While there are advantages to not having your female dog come into estrus ("season") twice a year, and a male dog that isn't obsessed with the female next door, it is wise to weigh those advantages against the potential suffering and shortened life span of hormone-deprived pets. And of course, the expense of treating medical problems resulting from spay and neuter.
The adverse effects of surgical neutering on puppies, obliquely referred to as “early-age” spay/neuter, pediatric spay/neuter, or juvenile spay/neuter, can be particularly devastating. In addition to common problems associated with adult neutering, puppies may develop noise sensitivities, phobias, and other fear-based behavioral issues.

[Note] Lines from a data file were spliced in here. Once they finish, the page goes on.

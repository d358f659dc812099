use serde::{Deserialize, Serialize};

use crate::extract::ExtractedMetadata;

/// Physical attributes of a downloaded image.
#[derive(Debug, Clone, PartialEq, Eq, Serialize, Deserialize)]
pub struct AssetDetails {
    #[serde(rename = "type")]
    pub content_type: String,
    pub size: u64,
    pub height: u32,
    pub width: u32,
    pub size_pretty: String,
}

/// An image or logo reference. `details` is absent when there was nothing to
/// enrich or enrichment failed, so the JSON collapses to `{"url": ...}`.
#[derive(Debug, Clone, PartialEq, Eq, Serialize, Deserialize)]
pub struct EnrichedAsset {
    pub url: String,
    #[serde(flatten)]
    pub details: Option<AssetDetails>,
}

impl EnrichedAsset {
    pub fn bare(url: impl Into<String>) -> Self {
        EnrichedAsset {
            url: url.into(),
            details: None,
        }
    }
}

/// Preview returned by `GET /api/preview` and stored in the cache.
///
/// Every field is always present; missing metadata becomes `""`.
#[derive(Debug, Clone, PartialEq, Eq, Serialize, Deserialize)]
pub struct PreviewResponse {
    pub title: String,
    pub description: String,
    pub image: EnrichedAsset,
    pub logo: EnrichedAsset,
    pub lang: String,
    pub publisher: String,
    pub url: String,
}

impl PreviewResponse {
    /// Merge extractor output with the enriched assets. `url` prefers the
    /// page's canonical URL and falls back to the post-redirect fetch URL.
    pub fn assemble(
        metadata: ExtractedMetadata,
        image: EnrichedAsset,
        logo: EnrichedAsset,
        final_url: &str,
    ) -> Self {
        PreviewResponse {
            title: metadata.title.unwrap_or_default(),
            description: metadata.description.unwrap_or_default(),
            image,
            logo,
            lang: metadata.lang.unwrap_or_default(),
            publisher: metadata.publisher.unwrap_or_default(),
            url: metadata
                .url
                .filter(|u| !u.is_empty())
                .unwrap_or_else(|| final_url.to_string()),
        }
    }
}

Removal of vital sex hormones through ovariohysterectomy or orchietomy on puppies is particularly egregious!
Another AMVA study noted an “Among male and female dogs with early-age gonadectomy, hip dysplasia, noise phobias, and sexual behaviors were increased" and also linked "...separation anxiety, escaping behaviors, inappropriate elimination when frightened…” to early sterilization.
These are not insignificant problems. Urinary incontinence and uncontrolled elimination will banish a dog to the outdoors and more often than not, to the “shelter.” Hip dysplasia, worsened by obesity, will compromise the value of a previously valued family dog. Dogs with noise phobias, separation anxieties, and embarrassing sexual behaviors, owned by families of lesser means or smaller hearts, will be put to sleep or dumped at the pound.
While all agree that surgical castration and hysterectomy are the only viable options for sterilization, Chris Zink DVM, PhD, DACVP explains risks for the canine athlete, covering the subject in an easy to read format.
If you must spay or neuter your dog...
In summary, knowledgeable breeders agree; pets should not be spayed or neutered before puberty and not until growth plates have closed and then only if their behavior becomes an annoyance to the family. Note that onset of first estrus cycle and male dog puberty depends on the breed's growth rate.
Thanks to the Animal Rights Extremists and the Humane Society of the U.S. (HSUS), none of which rescue, adopt, or shelter unwanted dogs, it is almost impossible to adopt a shelter puppy that isn’t already spayed or castrated. That may have some benefits for adoptive owners but that spay and neuter policy has virtually no benefit to the animal. None whatsoever.
Unwanted pregnancy can be prevented by keeping the animal inside the home or a secure fence. By the way, an electric fence does not prevent other dogs from getting to your female dog!
Whether and When to have surgical sterilization performed should be up to the owner, not the government or local bureaucrats. Who knows more about your dog’s health than your veterinarian? Even though promoting early spay and neuter profits vets in the long run; honest, knowledgeable vets who learn from clinical experience and vet school instead of animal “rights” activists will veto spay/neuter particularly when performed on puppies.
So talk to your vet. Then contact a responsible breeder who is as knowledgeable as your good vet. Breeders have been a little bit brainwashed but if you convince them that you want only to delay premature, risky removal of sex hormone organs, they will listen.
Above all, don't buy into the "adopt from a shelter" brainwashing push. By far, your healthiest, soundest, most reliable and predictable choice is a purebred puppy or retired adult from a knowledgeable breeder.
Your choice should not be limited to a shelter mongrel that may or may not fit your family; that may be in a shelter because of behavior or health problems and certainly not a dog that was subjected to early spay or neuter. You have only to think of the consequences of surgical sterilization in humans to realize why the health is then protected by hormone prescriptions.
The spay/neuter choice should be yours and it should be an informed choice, not an automatic compliance of something you don't understand, the results of which could keep you in and out of the vet's office for the lifetime of your pet!